Margalit’s findings are in connection to videos that were set to auto-play when a certain page opens. Videos present on the site that are only played when clicked on are obviously still beneficial and don’t see the same effect. 

The tendency to immediately pause an autoplay video, Margalit explained has to do with our natural tendency as humans to keep content under our control. If a video starts without our permission, we feel subconsciously attacked and our natural reaction is to defend ourselves by regaining control, hence the frenzy to hit the pause button.

Things, however, could get much worse for your business if there is no pause or stop button displayed on the video, because we tend to immediately close those webpages, disregarding the content and leave with a sense of future subconscious blockage towards webpage content.

According to online content psychoanalyst Liraz Margalit, automatic videos are not the “only online situations that promote stress responses.” Long scrolling pages tend to have the same effect on visitors.

“I’ve witnessed visitors start scrolling along a page and suddenly realize they don’t know where they are anymore. It’s a thoroughly modern phenomenon but it evokes the same fear triggers that our ancestors felt when they were in a foreign environment and suddenly didn’t know how far they were from home,” Margalit wrote.

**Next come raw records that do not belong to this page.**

//! Jumping-jack classifier.
//!
//! Purely span/height based: the closed position needs both wrists above
//! the nose with the feet spread wide relative to the shoulders, the open
//! position needs the arms back down by the hips with the feet together.
//! The enter/exit span ratios differ to give the usual hysteresis band.
//! Form rules catch the two halves getting out of sync: legs spread with
//! the arms lagging, or arms overhead over a narrow stance.

use repform_core::geometry::distance;
use repform_core::{BodyPoint, PoseFrame, Resettable, SkipReason};

use crate::config::ExerciseConfig;
use crate::exercises::{pair_midpoint, point};
use crate::form::{FeedbackCode, FormFeedback};
use crate::repetition::{RepMachine, RepPhase};
use crate::{FrameOutcome, TrackEvent};

/// Landmarks gating both counting and form.
const REP_LANDMARKS: [BodyPoint; 9] = [
    BodyPoint::Nose,
    BodyPoint::LeftShoulder,
    BodyPoint::RightShoulder,
    BodyPoint::LeftWrist,
    BodyPoint::RightWrist,
    BodyPoint::LeftHip,
    BodyPoint::RightHip,
    BodyPoint::LeftAnkle,
    BodyPoint::RightAnkle,
];

/// Ankle span over shoulder span at or above which the legs read as spread.
const SPREAD_ENTER_RATIO: f32 = 1.5;
/// Ankle span over shoulder span at or below which the legs read as together.
const SPREAD_EXIT_RATIO: f32 = 1.2;
/// Legs count as committed to the jump above this ratio (form rule).
const SPREAD_FORM_RATIO: f32 = 1.4;
/// Stance reads as too narrow for raised arms below this ratio (form rule).
const NARROW_FORM_RATIO: f32 = 1.3;
/// Form rules need at least this visibility.
const FORM_VISIBILITY_FLOOR: f32 = 0.5;

/// Jumping-jack repetition and form tracker.
#[derive(Debug)]
pub struct JumpingJackTracker {
    visibility_threshold: f32,
    machine: RepMachine,
}

impl JumpingJackTracker {
    /// Creates a tracker from the session configuration.
    #[must_use]
    pub fn new(config: &ExerciseConfig) -> Self {
        Self {
            visibility_threshold: config.visibility_threshold,
            machine: RepMachine::new(config.required_consecutive_frames),
        }
    }

    /// Classify one frame.
    pub fn process_frame(&mut self, frame: &PoseFrame) -> FrameOutcome {
        if !frame.all_visible(&REP_LANDMARKS, self.visibility_threshold) {
            self.machine.visibility_lost();
            return FrameOutcome::skip(SkipReason::InsufficientVisibility);
        }

        let observation = self.machine.observe(self.classify(frame));
        let event = observation.repetition.then(|| TrackEvent::Repetition {
            total: self.machine.total_reps(),
        });

        FrameOutcome {
            event,
            feedback: self.check_form(frame),
            skipped: None,
        }
    }

    /// Last committed phase (`Closed` = arms up, legs spread).
    #[must_use]
    pub fn phase(&self) -> RepPhase {
        self.machine.phase()
    }

    /// Repetitions completed so far.
    #[must_use]
    pub fn total_reps(&self) -> u32 {
        self.machine.total_reps()
    }

    fn classify(&self, frame: &PoseFrame) -> Option<RepPhase> {
        let nose = point(frame, BodyPoint::Nose)?;
        let left_wrist = point(frame, BodyPoint::LeftWrist)?;
        let right_wrist = point(frame, BodyPoint::RightWrist)?;
        let hip_mid = pair_midpoint(frame, BodyPoint::LeftHip, BodyPoint::RightHip)?;
        let ratio = span_ratio(frame)?;

        let arms_up = left_wrist.1 < nose.1 && right_wrist.1 < nose.1;
        let arms_down = left_wrist.1 > hip_mid.1 && right_wrist.1 > hip_mid.1;

        if arms_up && ratio > SPREAD_ENTER_RATIO {
            Some(RepPhase::Closed)
        } else if arms_down && ratio < SPREAD_EXIT_RATIO {
            Some(RepPhase::Open)
        } else {
            None
        }
    }

    /// First-match-wins defect check, highest priority first.
    fn check_form(&self, frame: &PoseFrame) -> Option<FormFeedback> {
        let threshold = self.visibility_threshold.max(FORM_VISIBILITY_FLOOR);
        if !frame.all_visible(&REP_LANDMARKS, threshold) {
            return None;
        }

        let nose = point(frame, BodyPoint::Nose)?;
        let left_wrist = point(frame, BodyPoint::LeftWrist)?;
        let right_wrist = point(frame, BodyPoint::RightWrist)?;
        let ratio = span_ratio(frame)?;

        let arms_overhead = left_wrist.1 < nose.1 && right_wrist.1 < nose.1;

        if ratio > SPREAD_FORM_RATIO && !arms_overhead {
            return Some(FormFeedback::new(FeedbackCode::ArmsNotOverhead));
        }
        if arms_overhead && ratio < NARROW_FORM_RATIO {
            return Some(FormFeedback::new(FeedbackCode::StanceTooNarrow));
        }

        None
    }
}

impl Resettable for JumpingJackTracker {
    fn reset(&mut self) {
        self.machine.reset();
    }
}

fn span_ratio(frame: &PoseFrame) -> Option<f32> {
    let shoulder_span = distance(
        point(frame, BodyPoint::LeftShoulder)?,
        point(frame, BodyPoint::RightShoulder)?,
    );
    if shoulder_span < f32::EPSILON {
        return None;
    }
    let ankle_span = distance(
        point(frame, BodyPoint::LeftAnkle)?,
        point(frame, BodyPoint::RightAnkle)?,
    );
    Some(ankle_span / shoulder_span)
}
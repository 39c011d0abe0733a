//! # Repform Session
//!
//! Session orchestration for the repform exercise-tracking engine.
//!
//! This crate sits between a host application and the per-exercise
//! classifiers in `repform-exercise`:
//!
//! - [`SessionTracker`] owns the active exercise, forwards frames, and
//!   aggregates the rep count and held duration the UI displays.
//! - The **feedback delivery debounce** paces how often a non-empty
//!   [`FormFeedback`](repform_exercise::FormFeedback) is forwarded to
//!   subscribers, so persistent defects do not flood speech or UI channels.
//!   Clearing corrected feedback is never delayed.
//! - [`SharedSession`] wraps the tracker for hosts where the detection
//!   pipeline and UI readers live on different threads: frames apply under
//!   a write lock, readers take cheap [`SessionSnapshot`] copies.
//!
//! # Example
//!
//! ```rust
//! use repform_exercise::{ExerciseConfig, ExerciseKind};
//! use repform_session::{SessionConfig, SessionTracker};
//! use repform_core::{FrameTimestamp, PoseFrame};
//!
//! let mut session = SessionTracker::new(SessionConfig::default())?;
//! session.start(ExerciseKind::Squat, ExerciseConfig::default())?;
//!
//! let update = session.process_frame(&PoseFrame::default(), FrameTimestamp::from_seconds(0.0));
//! assert!(update.event.is_none());
//! assert_eq!(session.snapshot().rep_count, 0);
//! # Ok::<(), repform_core::CoreError>(())
//! ```

#![forbid(unsafe_code)]

pub mod session;
pub mod shared;

pub use session::{SessionConfig, SessionId, SessionSnapshot, SessionTracker, SessionUpdate};
pub use shared::SharedSession;

/// Library version
pub const VERSION: &str = env!("CARGO_PKG_VERSION");

/// Prelude module for convenient imports.
pub mod prelude {
    pub use crate::session::{
        SessionConfig, SessionId, SessionSnapshot, SessionTracker, SessionUpdate,
    };
    pub use crate::shared::SharedSession;
}
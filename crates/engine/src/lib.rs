//! Collaborative trip core: membership directory, invitations, expense
//! ledger, balances and trip lifecycle over a pluggable [`Store`].

pub use balance::{
    BalancePolicy, BalanceReport, CategoryTotal, PersonBalance, Standing, compute_balances,
};
pub use commands::{
    AuthIdentity, EventDraft, EventPatch, ExpenseDraft, ExpensePatch, NewTrip, Split, TripPatch,
};
pub use currency::Currency;
pub use error::{EngineError, ErrorKind, ValidationError};
pub use event::{Event, EventKind};
pub use expense::{Category, Expense, ExpenseStatus};
pub use ids::{EventId, ExpenseId, TripId, UserId};
pub use money::Money;
pub use ops::{
    Engine, EngineBuilder, EngineSettings, InviteOutcome, TripList, TripMembers, ensure_writable,
};
pub use profile::{ProfileRecord, UNKNOWN_EMAIL};
pub use store::{
    ChangeBus, ChangeEvent, ChangeKind, ChangeStream, ChangedEntity, MemoryStore, SqliteStore,
    Store,
};
pub use summary::{Activity, ActivityKind, TripSummary};
pub use trip::{Countdown, Trip, TripStatus};
pub use util::normalize_email;
pub use watch::BalanceWatcher;

mod balance;
mod commands;
mod currency;
mod error;
mod event;
mod expense;
mod expense_splits;
mod ids;
mod money;
mod ops;
mod profile;
pub mod store;
mod summary;
mod trip;
mod trip_participants;
mod trip_pending_invites;
mod util;
mod watch;

type ResultEngine<T> = Result<T, EngineError>;
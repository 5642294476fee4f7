//! Retrospective aggregates and the activity feed of a trip.
//!
//! Pure functions over snapshots, like the balance engine. Rendering them
//! into prose or documents is left to the presentation layer.

use std::collections::BTreeMap;

use chrono::{DateTime, Utc};
use serde::{Deserialize, Serialize};

use crate::{Category, Event, EventKind, Expense, Money, Trip, UserId};

#[derive(Clone, Debug, PartialEq, Eq, Serialize, Deserialize)]
pub struct TripSummary {
    pub participant_count: usize,
    pub event_count: usize,
    pub expense_count: usize,
    /// Sum of every expense regardless of status.
    pub total_spent: Money,
    pub events_by_kind: BTreeMap<EventKind, usize>,
    pub most_common_event: Option<(EventKind, usize)>,
    pub spent_by_person: BTreeMap<UserId, Money>,
    pub top_spender: Option<(UserId, Money)>,
    pub spent_by_category: BTreeMap<Category, Money>,
    pub top_category: Option<(Category, Money)>,
    pub first_event_at: Option<DateTime<Utc>>,
    pub last_event_at: Option<DateTime<Utc>>,
}

#[must_use]
pub fn summarize(trip: &Trip, events: &[Event], expenses: &[Expense]) -> TripSummary {
    let mut events_by_kind: BTreeMap<EventKind, usize> = BTreeMap::new();
    for event in events {
        *events_by_kind.entry(event.kind).or_default() += 1;
    }

    let mut spent_by_person: BTreeMap<UserId, Money> = BTreeMap::new();
    let mut spent_by_category: BTreeMap<Category, Money> = BTreeMap::new();
    for expense in expenses {
        *spent_by_person.entry(expense.paid_by.clone()).or_default() += expense.amount;
        *spent_by_category.entry(expense.category).or_default() += expense.amount;
    }

    TripSummary {
        participant_count: trip.participants.len(),
        event_count: events.len(),
        expense_count: expenses.len(),
        total_spent: expenses.iter().map(|e| e.amount).sum(),
        most_common_event: top_entry(&events_by_kind),
        events_by_kind,
        top_spender: top_entry(&spent_by_person),
        spent_by_person,
        top_category: top_entry(&spent_by_category),
        spent_by_category,
        first_event_at: events.iter().map(|e| e.occurs_at).min(),
        last_event_at: events.iter().map(|e| e.occurs_at).max(),
    }
}

/// Largest value; ties go to the smallest key so the result is stable.
fn top_entry<K: Ord + Clone, V: Ord + Copy>(map: &BTreeMap<K, V>) -> Option<(K, V)> {
    let mut best: Option<(&K, V)> = None;
    for (key, value) in map {
        if best.is_none_or(|(_, current)| *value > current) {
            best = Some((key, *value));
        }
    }
    best.map(|(k, v)| (k.clone(), v))
}

#[derive(Clone, Debug, PartialEq, Eq, Serialize, Deserialize)]
#[serde(tag = "type", rename_all = "snake_case")]
pub enum ActivityKind {
    Event { kind: EventKind },
    Expense { category: Category, amount: Money },
}

/// One entry of the collaborative activity feed.
#[derive(Clone, Debug, PartialEq, Eq, Serialize, Deserialize)]
pub struct Activity {
    pub at: DateTime<Utc>,
    pub actor: UserId,
    pub title: String,
    pub kind: ActivityKind,
}

/// Events and expenses merged into one feed, newest first.
#[must_use]
pub fn activity_feed(events: &[Event], expenses: &[Expense], limit: usize) -> Vec<Activity> {
    let mut feed: Vec<Activity> = events
        .iter()
        .map(|event| Activity {
            at: event.updated_at.unwrap_or(event.created_at),
            actor: event.created_by.clone(),
            title: event.title.clone(),
            kind: ActivityKind::Event { kind: event.kind },
        })
        .chain(expenses.iter().map(|expense| Activity {
            at: expense.updated_at.unwrap_or(expense.created_at),
            actor: expense.created_by.clone(),
            title: expense.description.clone(),
            kind: ActivityKind::Expense {
                category: expense.category,
                amount: expense.amount,
            },
        }))
        .collect();
    feed.sort_by(|a, b| b.at.cmp(&a.at));
    feed.truncate(limit);
    feed
}
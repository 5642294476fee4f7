//! The module contains the errors the engine can return.
//!
//! Every operation returns a typed [`EngineError`]; nothing is thrown across the
//! store boundary as an opaque transport error. Backend failures are folded
//! into [`StoreUnavailable`] and handed back unchanged.
//!
//! - [`Validation`] caller-correctable input (amount, payer, split, email).
//! - [`PermissionDenied`] the actor is not a participant of the trip.
//! - [`TripArchived`] mutation attempted on a read-only trip.
//! - [`Corrupt`] a stored row no longer decodes; retrying will not help.
//!
//!  [`StoreUnavailable`]: EngineError::StoreUnavailable
//!  [`Validation`]: EngineError::Validation
//!  [`PermissionDenied`]: EngineError::PermissionDenied
//!  [`TripArchived`]: EngineError::TripArchived
//!  [`Corrupt`]: EngineError::Corrupt
use sea_orm::DbErr;
use thiserror::Error;

/// The first rule an expense, invite or trip write violated.
#[derive(Error, Clone, Debug, PartialEq, Eq)]
pub enum ValidationError {
    #[error("amount must be greater than zero")]
    InvalidAmount,
    #[error("amount {0} exceeds the per-expense limit")]
    AmountTooLarge(String),
    #[error("payer {0} is not a participant")]
    PayerNotParticipant(String),
    #[error("split must include at least one participant")]
    EmptySplit,
    #[error("split member {0} is not a participant")]
    SplitNotParticipant(String),
    #[error("invalid email: {0}")]
    InvalidEmail(String),
    #[error("{0} must not be empty")]
    EmptyField(&'static str),
    #[error("invalid date range: {0}")]
    InvalidDates(String),
    #[error("unsupported currency: {0}")]
    UnsupportedCurrency(String),
}

/// Coarse classification used by the presentation layer to pick how an error
/// is surfaced.
#[derive(Clone, Copy, Debug, PartialEq, Eq)]
pub enum ErrorKind {
    Validation,
    Permission,
    NotFound,
    Duplicate,
    Policy,
    Archived,
    Transient,
    Corrupt,
}

/// Engine custom errors.
#[derive(Error, Debug)]
pub enum EngineError {
    #[error("Validation failed: {0}")]
    Validation(#[from] ValidationError),
    #[error("Permission denied: {0}")]
    PermissionDenied(String),
    #[error("\"{0}\" not found!")]
    NotFound(String),
    #[error("\"{0}\" already present!")]
    AlreadyExists(String),
    #[error("\"{0}\" is already a member!")]
    AlreadyMember(String),
    #[error("\"{0}\" is already invited!")]
    AlreadyInvited(String),
    #[error("The trip creator cannot be removed")]
    CannotRemoveCreator,
    #[error("The trip is archived and read-only")]
    TripArchived,
    #[error("Store unavailable: {0}")]
    StoreUnavailable(String),
    #[error("Stored data is corrupt: {0}")]
    Corrupt(String),
}

impl EngineError {
    #[must_use]
    pub fn kind(&self) -> ErrorKind {
        match self {
            Self::Validation(_) => ErrorKind::Validation,
            Self::PermissionDenied(_) => ErrorKind::Permission,
            Self::NotFound(_) => ErrorKind::NotFound,
            Self::AlreadyExists(_) | Self::AlreadyMember(_) | Self::AlreadyInvited(_) => {
                ErrorKind::Duplicate
            }
            Self::CannotRemoveCreator => ErrorKind::Policy,
            Self::TripArchived => ErrorKind::Archived,
            Self::StoreUnavailable(_) => ErrorKind::Transient,
            Self::Corrupt(_) => ErrorKind::Corrupt,
        }
    }

    /// Returns `true` for failures worth showing as "try again later".
    #[must_use]
    pub fn is_transient(&self) -> bool {
        self.kind() == ErrorKind::Transient
    }
}

impl From<DbErr> for EngineError {
    fn from(err: DbErr) -> Self {
        Self::StoreUnavailable(err.to_string())
    }
}

impl PartialEq for EngineError {
    fn eq(&self, other: &Self) -> bool {
        match (self, other) {
            (Self::Validation(a), Self::Validation(b)) => a == b,
            (Self::PermissionDenied(a), Self::PermissionDenied(b)) => a == b,
            (Self::NotFound(a), Self::NotFound(b)) => a == b,
            (Self::AlreadyExists(a), Self::AlreadyExists(b)) => a == b,
            (Self::AlreadyMember(a), Self::AlreadyMember(b)) => a == b,
            (Self::AlreadyInvited(a), Self::AlreadyInvited(b)) => a == b,
            (Self::CannotRemoveCreator, Self::CannotRemoveCreator) => true,
            (Self::TripArchived, Self::TripArchived) => true,
            (Self::StoreUnavailable(a), Self::StoreUnavailable(b)) => a == b,
            (Self::Corrupt(a), Self::Corrupt(b)) => a == b,
            _ => false,
        }
    }
}
//! Live store over a sea-orm connection (SQLite).
//!
//! Trips, expenses and events map to one row each; membership sets and split
//! sets live in composite-key tables so adding a member is an insert that
//! ignores conflicts and removing one is a targeted delete.

use std::collections::{BTreeMap, BTreeSet};

use async_trait::async_trait;
use chrono::{DateTime, Utc};
use sea_orm::{
    ActiveValue, DatabaseConnection, QueryFilter, QueryOrder, TransactionTrait, prelude::*,
    sea_query::OnConflict,
};

use crate::{
    EngineError, Event, EventId, Expense, ExpenseId, ProfileRecord, ResultEngine, Trip, TripId,
    TripStatus, UserId, event, expense, expense_splits, profile, trip, trip_participants,
    trip_pending_invites,
};

use super::{ChangeBus, ChangeEvent, ChangeKind, ChangedEntity, Store, notify};

/// Run a block inside a DB transaction, committing on success. An early
/// return drops the transaction, which rolls it back.
macro_rules! with_tx {
    ($self:expr, |$tx:ident| $body:expr) => {{
        let $tx = $self.db.begin().await?;
        let result = $body;
        match result {
            Ok(value) => {
                $tx.commit().await?;
                Ok(value)
            }
            Err(err) => Err(err),
        }
    }};
}

#[derive(Clone, Debug)]
pub struct SqliteStore {
    db: DatabaseConnection,
    changes: ChangeBus,
}

impl SqliteStore {
    /// Wrap an already migrated connection.
    #[must_use]
    pub fn new(db: DatabaseConnection) -> Self {
        Self {
            db,
            changes: ChangeBus::new(),
        }
    }

    pub fn connection(&self) -> &DatabaseConnection {
        &self.db
    }

    fn publish(&self, trip_id: TripId, entity: ChangedEntity, kind: ChangeKind) {
        notify(&self.changes, trip_id, entity, kind, self.now());
    }
}

async fn load_trip<C: ConnectionTrait>(db: &C, model: trip::Model) -> ResultEngine<Trip> {
    let participants: BTreeSet<UserId> = trip_participants::Entity::find()
        .filter(trip_participants::Column::TripId.eq(model.id))
        .all(db)
        .await?
        .into_iter()
        .map(|row| UserId::new(row.user_id))
        .collect();
    let pending: BTreeSet<String> = trip_pending_invites::Entity::find()
        .filter(trip_pending_invites::Column::TripId.eq(model.id))
        .all(db)
        .await?
        .into_iter()
        .map(|row| row.email)
        .collect();
    Trip::from_parts(model, participants, pending)
}

async fn load_trips<C: ConnectionTrait>(db: &C, ids: Vec<Uuid>) -> ResultEngine<Vec<Trip>> {
    if ids.is_empty() {
        return Ok(Vec::new());
    }
    let models = trip::Entity::find()
        .filter(trip::Column::Id.is_in(ids))
        .order_by_asc(trip::Column::CreatedAt)
        .order_by_asc(trip::Column::Id)
        .all(db)
        .await?;
    let mut out = Vec::with_capacity(models.len());
    for model in models {
        out.push(load_trip(db, model).await?);
    }
    Ok(out)
}

async fn insert_participant<C: ConnectionTrait>(
    db: &C,
    trip_id: TripId,
    user_id: &UserId,
    added_at: DateTime<Utc>,
) -> ResultEngine<bool> {
    let inserted = trip_participants::Entity::insert(trip_participants::ActiveModel {
        trip_id: ActiveValue::Set(trip_id.0),
        user_id: ActiveValue::Set(user_id.to_string()),
        added_at: ActiveValue::Set(added_at),
    })
    .on_conflict(
        OnConflict::columns([
            trip_participants::Column::TripId,
            trip_participants::Column::UserId,
        ])
        .do_nothing()
        .to_owned(),
    )
    .exec_without_returning(db)
    .await?;
    Ok(inserted > 0)
}

async fn insert_splits<C: ConnectionTrait>(db: &C, expense: &Expense) -> ResultEngine<()> {
    for user_id in &expense.split_between {
        expense_splits::ActiveModel {
            expense_id: ActiveValue::Set(expense.id.0),
            user_id: ActiveValue::Set(user_id.to_string()),
        }
        .insert(db)
        .await?;
    }
    Ok(())
}

async fn splits_of<C: ConnectionTrait>(
    db: &C,
    expense_ids: Vec<Uuid>,
) -> ResultEngine<BTreeMap<Uuid, BTreeSet<UserId>>> {
    let mut out: BTreeMap<Uuid, BTreeSet<UserId>> = BTreeMap::new();
    if expense_ids.is_empty() {
        return Ok(out);
    }
    let rows = expense_splits::Entity::find()
        .filter(expense_splits::Column::ExpenseId.is_in(expense_ids))
        .all(db)
        .await?;
    for row in rows {
        out.entry(row.expense_id)
            .or_default()
            .insert(UserId::new(row.user_id));
    }
    Ok(out)
}
//! Invitation state machine.
//!
//! `NoInvite -> Pending(email) -> Active(user)`, with `cancel` leading from
//! `Pending` back to `NoInvite`. An email that already belongs to an account
//! skips `Pending` entirely.

use std::collections::{BTreeMap, BTreeSet};

use serde::{Deserialize, Serialize};

use crate::{EngineError, ProfileRecord, ResultEngine, TripId, UserId, util::normalize_email};

use super::{Engine, access::ensure_writable};

/// What an invite did, so the caller can tell "added" from "invite sent".
#[derive(Clone, Debug, PartialEq, Eq, Serialize, Deserialize)]
#[serde(rename_all = "snake_case")]
pub enum InviteOutcome {
    /// The email belongs to an account which is now a participant.
    Added(UserId),
    /// No account yet; the normalized email waits in the pending set.
    Pending(String),
}

/// Participant profiles and pending emails of one trip.
#[derive(Clone, Debug, PartialEq, Eq, Serialize, Deserialize)]
pub struct TripMembers {
    pub participants: BTreeMap<UserId, ProfileRecord>,
    pub pending: BTreeSet<String>,
}

impl Engine {
    /// Invite `email` to the trip on behalf of `actor`.
    ///
    /// Checks run in this order: email shape, trip existence, actor
    /// membership, archived trip, duplicate pending invite, existing
    /// membership of the matched account.
    pub async fn invite(
        &self,
        trip_id: TripId,
        email: &str,
        actor: &UserId,
    ) -> ResultEngine<InviteOutcome> {
        let email = normalize_email(email)?;
        let trip = self.require_participant(trip_id, actor).await?;
        ensure_writable(&trip)?;
        if trip.is_pending(&email) {
            return Err(EngineError::AlreadyInvited(email));
        }

        if let Some(user_id) = self.store.find_profile_by_email(&email).await? {
            if &user_id == actor || trip.is_participant(&user_id) {
                return Err(EngineError::AlreadyMember(email));
            }
            if !self.store.add_participant(trip_id, &user_id).await? {
                return Err(EngineError::AlreadyMember(email));
            }
            tracing::info!(%trip_id, %user_id, "participant added by invite");
            return Ok(InviteOutcome::Added(user_id));
        }

        if !self.store.add_pending(trip_id, &email, actor).await? {
            return Err(EngineError::AlreadyInvited(email));
        }
        tracing::info!(%trip_id, %email, "invite pending");
        Ok(InviteOutcome::Pending(email))
    }

    /// Moves `user_id` from pending to participant on every trip holding an
    /// invite for `email`. Repeating the call is a no-op. Archived trips
    /// keep their pending invites.
    pub async fn resolve_pending_on_auth(
        &self,
        email: &str,
        user_id: &UserId,
    ) -> ResultEngine<Vec<TripId>> {
        let email = normalize_email(email)?;
        let mut joined = Vec::new();
        for trip in self.store.trips_with_pending(&email).await? {
            if trip.is_archived() {
                tracing::debug!(trip_id = %trip.id, %email, "skipping invite on archived trip");
                continue;
            }
            if self.store.promote_pending(trip.id, &email, user_id).await? {
                tracing::info!(trip_id = %trip.id, %user_id, "pending invite resolved");
                joined.push(trip.id);
            }
        }
        Ok(joined)
    }

    pub async fn cancel_invite(
        &self,
        trip_id: TripId,
        email: &str,
        actor: &UserId,
    ) -> ResultEngine<()> {
        let email = normalize_email(email)?;
        self.require_writable(trip_id, actor).await?;
        if !self.store.remove_pending(trip_id, &email).await? {
            return Err(EngineError::NotFound(format!("invite for {email}")));
        }
        tracing::info!(%trip_id, %email, "invite cancelled");
        Ok(())
    }

    /// Removes a participant. The creator can never be removed.
    pub async fn remove_participant(
        &self,
        trip_id: TripId,
        user_id: &UserId,
        actor: &UserId,
    ) -> ResultEngine<()> {
        let trip = self.require_participant(trip_id, actor).await?;
        if trip.is_creator(user_id) {
            return Err(EngineError::CannotRemoveCreator);
        }
        ensure_writable(&trip)?;
        if !self.store.remove_participant(trip_id, user_id).await? {
            return Err(EngineError::NotFound(format!("participant {user_id}")));
        }
        tracing::info!(%trip_id, %user_id, "participant removed");
        Ok(())
    }

    pub async fn members(&self, trip_id: TripId, actor: &UserId) -> ResultEngine<TripMembers> {
        let trip = self.require_participant(trip_id, actor).await?;
        Ok(TripMembers {
            participants: self.resolve_profiles(&trip.participants).await,
            pending: trip.pending_participants,
        })
    }
}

For such deep-rooted behavior, Margalit ‘blames’ our prehistoric ancestors who were ‘using trail markers in order to not get lost,’ because that could mean life threatening danger. Today, even though the threats have become less obvious and sometimes are not even real, if our sub-consciousness identifies them as such, “our body will generate the same autonomic reactions in response to perceived or imagined threats,” Margalit wrote in article.

“The need for control is rooted deeply within us and has a subconscious impact on our online behavior too,” she explained.